[WHAT THE TASK ASKS]
Each line below needs to be printed again exactly.
━━━━━ EXERCISE INPUT ━━━━━
//! SelectionView: the entries belonging to one selected entry.
//!
//! With entry `s` selected, the view holds:
//!   - `s` itself,
//!   - every entry whose `container` attribute equals `s`'s id,
//!   - every entry named as a key of `s`'s `children` object.

use std::collections::HashSet;
use std::ops::{ControlFlow, Deref};
use std::sync::{Arc, Weak};

use parking_lot::Mutex;
use serde_json::Value;

use crate::reactive::event::{EventType, StoreEvent, Topic};
use crate::reactive::event_bus::HandlerId;
use crate::reactive::observable::{EventHandler, Observable};
use crate::storage::traits::Store;
use crate::types::{Entry, EntryId};

use super::filtered::{FilteredView, RefreshReport, ViewOptions};

/// Attribute naming an entry's parent.
pub const CONTAINER_ATTRIBUTE: &str = "container";

/// Attribute whose object keys name an entry's children.
pub const CHILDREN_ATTRIBUTE: &str = "children";

#[derive(Debug, Default)]
struct Selection {
    id: Option<EntryId>,
    children: HashSet<EntryId>,
}

impl Selection {
    fn contains<E: Entry>(&self, entry: &E) -> bool {
        let Some(selected) = &self.id else {
            return false;
        };
        let id = entry.id();
        id.as_deref() == Some(selected.as_str())
            || entry
                .attribute(CONTAINER_ATTRIBUTE)
                .and_then(id_value)
                .is_some_and(|container| &container == selected)
            || id.is_some_and(|id| self.children.contains(&id))
    }
}

fn id_value(value: &Value) -> Option<EntryId> {
    match value {
        Value::String(s) => Some(s.clone()),
        Value::Number(n) => Some(n.to_string()),
        _ => None,
    }
}

fn children_of<E: Entry>(entry: &E) -> HashSet<EntryId> {
    entry
        .attribute(CHILDREN_ATTRIBUTE)
        .and_then(Value::as_object)
        .map(|children| children.keys().cloned().collect())
        .unwrap_or_default()
}

/// A [`FilteredView`] over the selected entry and its members.
pub struct SelectionView<U: Observable + 'static> {
    view: Arc<FilteredView<U>>,
    selection: Arc<Mutex<Selection>>,
    upstream_handler: HandlerId,
}

impl<U: Observable + 'static> SelectionView<U> {
    pub fn new(upstream: Arc<U>, name: Option<String>) -> Self {
        let selection = Arc::new(Mutex::new(Selection::default()));
        let shared = Arc::clone(&selection);
        let options = ViewOptions {
            name,
            ..ViewOptions::with_predicate(move |entry: &U::Item| shared.lock().contains(entry))
        };
        let view = Arc::new(FilteredView::new(Arc::clone(&upstream), options));

        // Bound after the view's own handlers, so membership is recomputed
        // once the view has applied the update.
        let upstream_handler = upstream.bind_handler(
            Topic::Type(EventType::Updated),
            children_tracker(Arc::downgrade(&view), Arc::clone(&selection)),
        );

        Self {
            view,
            selection,
            upstream_handler,
        }
    }

    pub fn selected(&self) -> Option<EntryId> {
        self.selection.lock().id.clone()
    }

    /// Select `id` (or clear the selection) and refresh the view.
    pub fn set_selected(&self, id: Option<&str>) -> RefreshReport {
        let children = match id {
            Some(id) => match self.view.upstream().read(id) {
                Ok(entry) => children_of(&entry),
                Err(e) => {
                    tracing::debug!(view = %self.view.name(), id = %id, error = %e, "selected entry not readable");
                    HashSet::new()
                }
            },
            None => HashSet::new(),
        };
        {
            let mut selection = self.selection.lock();
            selection.id = id.map(str::to_string);
            selection.children = children;
        }
        self.view.refresh()
    }

    pub fn view(&self) -> &FilteredView<U> {
        &self.view
    }
}

/// Refresh when the selected entry's `children` change.
fn children_tracker<U: Observable + 'static>(
    view: Weak<FilteredView<U>>,
    selection: Arc<Mutex<Selection>>,
) -> EventHandler<U::Item> {
    Arc::new(move |event: &StoreEvent<U::Item>| {
        let (Some(view), StoreEvent::Updated { entry_id, entry, .. }) = (view.upgrade(), event) else {
            return ControlFlow::Continue(());
        };
        let changed = {
            let mut selection = selection.lock();
            if selection.id.as_deref() != Some(entry_id.as_str()) {
                false
            } else {
                let children = children_of(entry);
                let changed = children != selection.children;
                selection.children = children;
                changed
            }
        };
        if changed {
            view.refresh();
        }
        ControlFlow::Continue(())
    })
}

impl<U: Observable + 'static> Deref for SelectionView<U> {
    type Target = FilteredView<U>;

    fn deref(&self) -> &Self::Target {
        &self.view
    }
}

impl<U: Observable + 'static> Drop for SelectionView<U> {
    fn drop(&mut self) {
        self.view
            .upstream()
            .unbind(&Topic::Type(EventType::Updated), &self.upstream_handler);
    }
}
━━━━━
[RESPONSE AREA]
//! SelectionView: the entries belonging to one selected entry.
//!
//! With entry `s` selected, the view holds:
//!   - `s` itself,
//!   - every entry whose `container` attribute equals `s`'s id,
//!   - every entry named as a key of `s`'s `children` object.

use std::collections::HashSet;
use std::ops::{ControlFlow, Deref};
use std::sync::{Arc, Weak};

use parking_lot::Mutex;
use serde_json::Value;

use crate::reactive::event::{EventType, StoreEvent, Topic};
use crate::reactive::event_bus::HandlerId;
use crate::reactive::observable::{EventHandler, Observable};
use crate::storage::traits::Store;
use crate::types::{Entry, EntryId};

use super::filtered::{FilteredView, RefreshReport, ViewOptions};

/// Attribute naming an entry's parent.
pub const CONTAINER_ATTRIBUTE: &str = "container";

/// Attribute whose object keys name an entry's children.
pub const CHILDREN_ATTRIBUTE: &str = "children";

#[derive(Debug, Default)]
struct Selection {
    id: Option<EntryId>,
    children: HashSet<EntryId>,
}

impl Selection {
    fn contains<E: Entry>(&self, entry: &E) -> bool {
        let Some(selected) = &self.id else {
            return false;
        };
        let id = entry.id();
        id.as_deref() == Some(selected.as_str())
            || entry
                .attribute(CONTAINER_ATTRIBUTE)
                .and_then(id_value)
                .is_some_and(|container| &container == selected)
            || id.is_some_and(|id| self.children.contains(&id))
    }
}

fn id_value(value: &Value) -> Option<EntryId> {
    match value {
        Value::String(s) => Some(s.clone()),
        Value::Number(n) => Some(n.to_string()),
        _ => None,
    }
}

fn children_of<E: Entry>(entry: &E) -> HashSet<EntryId> {
    entry
        .attribute(CHILDREN_ATTRIBUTE)
        .and_then(Value::as_object)
        .map(|children| children.keys().cloned().collect())
        .unwrap_or_default()
}

/// A [`FilteredView`] over the selected entry and its members.
pub struct SelectionView<U: Observable + 'static> {
    view: Arc<FilteredView<U>>,
    selection: Arc<Mutex<Selection>>,
    upstream_handler: HandlerId,
}

impl<U: Observable + 'static> SelectionView<U> {
    pub fn new(upstream: Arc<U>, name: Option<String>) -> Self {
        let selection = Arc::new(Mutex::new(Selection::default()));
        let shared = Arc::clone(&selection);
        let options = ViewOptions {
            name,
            ..ViewOptions::with_predicate(move |entry: &U::Item| shared.lock().contains(entry))
        };
        let view = Arc::new(FilteredView::new(Arc::clone(&upstream), options));

        // Bound after the view's own handlers, so membership is recomputed
        // once the view has applied the update.
        let upstream_handler = upstream.bind_handler(
            Topic::Type(EventType::Updated),
            children_tracker(Arc::downgrade(&view), Arc::clone(&selection)),
        );

        Self {
            view,
            selection,
            upstream_handler,
        }
    }

    pub fn selected(&self) -> Option<EntryId> {
        self.selection.lock().id.clone()
    }

    /// Select `id` (or clear the selection) and refresh the view.
    pub fn set_selected(&self, id: Option<&str>) -> RefreshReport {
        let children = match id {
            Some(id) => match self.view.upstream().read(id) {
                Ok(entry) => children_of(&entry),
                Err(e) => {
                    tracing::debug!(view = %self.view.name(), id = %id, error = %e, "selected entry not readable");
                    HashSet::new()
                }
            },
            None => HashSet::new(),
        };
        {
            let mut selection = self.selection.lock();
            selection.id = id.map(str::to_string);
            selection.children = children;
        }
        self.view.refresh()
    }

    pub fn view(&self) -> &FilteredView<U> {
        &self.view
    }
}

/// Refresh when the selected entry's `children` change.
fn children_tracker<U: Observable + 'static>(
    view: Weak<FilteredView<U>>,
    selection: Arc<Mutex<Selection>>,
) -> EventHandler<U::Item> {
    Arc::new(move |event: &StoreEvent<U::Item>| {
        let (Some(view), StoreEvent::Updated { entry_id, entry, .. }) = (view.upgrade(), event) else {
            return ControlFlow::Continue(());
        };
        let changed = {
            let mut selection = selection.lock();
            if selection.id.as_deref() != Some(entry_id.as_str()) {
                false
            } else {
                let children = children_of(entry);
                let changed = children != selection.children;
                selection.children = children;
                changed
            }
        };
        if changed {
            view.refresh();
        }
        ControlFlow::Continue(())
    })
}

impl<U: Observable + 'static> Deref for SelectionView<U> {
    type Target = FilteredView<U>;

    fn deref(&self) -> &Self::Target {
        &self.view
    }
}

impl<U: Observable + 'static> Drop for SelectionView<U> {
    fn drop(&mut self) {
        self.view
            .upstream()
            .unbind(&Topic::Type(EventType::Updated), &self.upstream_handler);
    }
}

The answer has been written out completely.